→ **Goal of the exercise**: Transcribe each entry. Change nothing.

→ **Given records**:
use crate::config::SimulationConfig;
use anyhow::{Context, Result};
use groupballot::*;
use log::info;
use rand::Rng;

pub fn command_simulate(matches: &clap::ArgMatches) -> Result<()> {
    let config = SimulationConfig::from_env()?.override_with(matches)?;
    config.validate()?;

    let store = simulate(&config)?;

    if let Some(filename) = matches.value_of("output") {
        let ledger: Vec<&SignedTransaction> = store.transactions().collect();
        let json = serde_json::to_string_pretty(&ledger)?;
        std::fs::write(filename, json)
            .with_context(|| format!("unable to write {}", filename))?;
        println!("> Ledger written to {}", filename);
    }

    Ok(())
}

/// Run a whole election with random votes and print its result
pub fn simulate(config: &SimulationConfig) -> Result<MemStore> {
    let mut rng = rand::thread_rng();
    let mut store = MemStore::default();

    let oracle = LocalOracle::new();
    let (authority, election) = Authority::create_election(
        config.options.clone(),
        OracleConfig::new(oracle.public_key(), config.oracle_budget),
    )?;
    let election_id = authority.election_id();
    store.apply(election.into())?;
    println!("> Election {}", election_id);

    // Registration
    let mut voters: Vec<Voter> = (0..config.voters).map(|_| Voter::new(election_id)).collect();
    for voter in &voters {
        store.apply(voter.register()?.into())?;
    }
    info!("{} voters registered", store.get_voter_count(election_id));

    // Randomness beacon
    store.apply(authority.start_commit_phase()?.into())?;
    for voter in voters.iter_mut() {
        store.apply(voter.commit()?.into())?;
    }

    let request = authority.request_random_number(&store)?;
    store.apply(request.clone().into())?;
    store.apply(oracle.answer(&request)?.into())?;

    store.apply(authority.start_reveal_phase()?.into())?;
    for voter in voters.iter() {
        store.apply(voter.reveal()?.into())?;
    }

    // Grouping
    store.apply(authority.distribute(&store, config.groups)?.into())?;
    let grouping = Grouping::load(&store, election_id)?;
    println!("> Group sizes: {:?}", grouping.sizes());

    // Key exchange
    for group in grouping.groups() {
        for (i, a) in group.iter().enumerate() {
            for b in &group[i + 1..] {
                let voter = find_voter(&voters, a)?;
                store.apply(voters[voter].deploy_edge(*b)?.into())?;
            }
        }
    }
    for voter in voters.iter_mut() {
        for peer in voter.group_peers(&store)? {
            let tx = voter.transmit_a(&store, peer)?;
            store.apply(tx.into())?;
        }
    }

    // Voting
    for voter in voters.iter_mut() {
        let option = rng.gen_range(0, config.options.len());
        voter.choose(&store, option)?;
    }
    for voter in voters.iter() {
        for peer in voter.group_peers(&store)? {
            store.apply(voter.send_vote(&store, peer)?.into())?;
        }
    }

    // Group totals
    for voter in voters.iter() {
        let tally = voter.tally_group(&store)?;
        store.apply(voter.broadcast_group_total(&tally)?.into())?;
    }

    let election = store.get_election(election_id)?;
    let tally = calculate_totals(&store, election_id)?;
    print_tally(&election, &tally);

    Ok(store)
}

fn find_voter(voters: &[Voter], id: &VoterId) -> Result<usize> {
    voters
        .iter()
        .position(|v| &v.id() == id)
        .with_context(|| format!("voter {} is not simulated", id))
}

pub fn print_tally(election: &ElectionTransaction, tally: &Tally) {
    println!("> Totals:");
    for (option, total) in election.options.iter().zip(tally.totals.iter()) {
        println!("  {} got {} votes", option, total);
    }
    if !tally.divergent_groups.is_empty() {
        println!("> Groups with diverging totals: {:?}", tally.divergent_groups);
    }
    match tally.winner_option(election) {
        Some(winner) => println!("> The winner is {}", winner),
        None => println!("> No winner"),
    }
}

#[cfg(test)]
mod tests {
    use super::*;

    #[test]
    fn test_simulate() {
        let config = SimulationConfig {
            voters: 7,
            groups: 2,
            options: vec!["red".to_owned(), "blue".to_owned()],
            oracle_budget: 1,
        };
        let store = simulate(&config).unwrap();

        let election = store
            .transactions()
            .next()
            .map(|tx| tx.id())
            .unwrap();
        let tally = calculate_totals(&store, election).unwrap();
        assert_eq!(tally.totals.iter().sum::<u64>(), 7);
        assert_eq!(tally.group_totals.len(), 2);
        assert!(tally.divergent_groups.is_empty());
    }
}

→ **Solution below**:
use crate::config::SimulationConfig;
use anyhow::{Context, Result};
use groupballot::*;
use log::info;
use rand::Rng;

pub fn command_simulate(matches: &clap::ArgMatches) -> Result<()> {
    let config = SimulationConfig::from_env()?.override_with(matches)?;
    config.validate()?;

    let store = simulate(&config)?;

    if let Some(filename) = matches.value_of("output") {
        let ledger: Vec<&SignedTransaction> = store.transactions().collect();
        let json = serde_json::to_string_pretty(&ledger)?;
        std::fs::write(filename, json)
            .with_context(|| format!("unable to write {}", filename))?;
        println!("> Ledger written to {}", filename);
    }

    Ok(())
}

/// Run a whole election with random votes and print its result
pub fn simulate(config: &SimulationConfig) -> Result<MemStore> {
    let mut rng = rand::thread_rng();
    let mut store = MemStore::default();

    let oracle = LocalOracle::new();
    let (authority, election) = Authority::create_election(
        config.options.clone(),
        OracleConfig::new(oracle.public_key(), config.oracle_budget),
    )?;
    let election_id = authority.election_id();
    store.apply(election.into())?;
    println!("> Election {}", election_id);

    // Registration
    let mut voters: Vec<Voter> = (0..config.voters).map(|_| Voter::new(election_id)).collect();
    for voter in &voters {
        store.apply(voter.register()?.into())?;
    }
    info!("{} voters registered", store.get_voter_count(election_id));

    // Randomness beacon
    store.apply(authority.start_commit_phase()?.into())?;
    for voter in voters.iter_mut() {
        store.apply(voter.commit()?.into())?;
    }

    let request = authority.request_random_number(&store)?;
    store.apply(request.clone().into())?;
    store.apply(oracle.answer(&request)?.into())?;

    store.apply(authority.start_reveal_phase()?.into())?;
    for voter in voters.iter() {
        store.apply(voter.reveal()?.into())?;
    }

    // Grouping
    store.apply(authority.distribute(&store, config.groups)?.into())?;
    let grouping = Grouping::load(&store, election_id)?;
    println!("> Group sizes: {:?}", grouping.sizes());

    // Key exchange
    for group in grouping.groups() {
        for (i, a) in group.iter().enumerate() {
            for b in &group[i + 1..] {
                let voter = find_voter(&voters, a)?;
                store.apply(voters[voter].deploy_edge(*b)?.into())?;
            }
        }
    }
    for voter in voters.iter_mut() {
        for peer in voter.group_peers(&store)? {
            let tx = voter.transmit_a(&store, peer)?;
            store.apply(tx.into())?;
        }
    }

    // Voting
    for voter in voters.iter_mut() {
        let option = rng.gen_range(0, config.options.len());
        voter.choose(&store, option)?;
    }
    for voter in voters.iter() {
        for peer in voter.group_peers(&store)? {
            store.apply(voter.send_vote(&store, peer)?.into())?;
        }
    }

    // Group totals
    for voter in voters.iter() {
        let tally = voter.tally_group(&store)?;
        store.apply(voter.broadcast_group_total(&tally)?.into())?;
    }

    let election = store.get_election(election_id)?;
    let tally = calculate_totals(&store, election_id)?;
    print_tally(&election, &tally);

    Ok(store)
}

fn find_voter(voters: &[Voter], id: &VoterId) -> Result<usize> {
    voters
        .iter()
        .position(|v| &v.id() == id)
        .with_context(|| format!("voter {} is not simulated", id))
}

pub fn print_tally(election: &ElectionTransaction, tally: &Tally) {
    println!("> Totals:");
    for (option, total) in election.options.iter().zip(tally.totals.iter()) {
        println!("  {} got {} votes", option, total);
    }
    if !tally.divergent_groups.is_empty() {
        println!("> Groups with diverging totals: {:?}", tally.divergent_groups);
    }
    match tally.winner_option(election) {
        Some(winner) => println!("> The winner is {}", winner),
        None => println!("> No winner"),
    }
}

#[cfg(test)]
mod tests {
    use super::*;

    #[test]
    fn test_simulate() {
        let config = SimulationConfig {
            voters: 7,
            groups: 2,
            options: vec!["red".to_owned(), "blue".to_owned()],
            oracle_budget: 1,
        };
        let store = simulate(&config).unwrap();

        let election = store
            .transactions()
            .next()
            .map(|tx| tx.id())
            .unwrap();
        let tally = calculate_totals(&store, election).unwrap();
        assert_eq!(tally.totals.iter().sum::<u64>(), 7);
        assert_eq!(tally.group_totals.len(), 2);
        assert!(tally.divergent_groups.is_empty());
    }
}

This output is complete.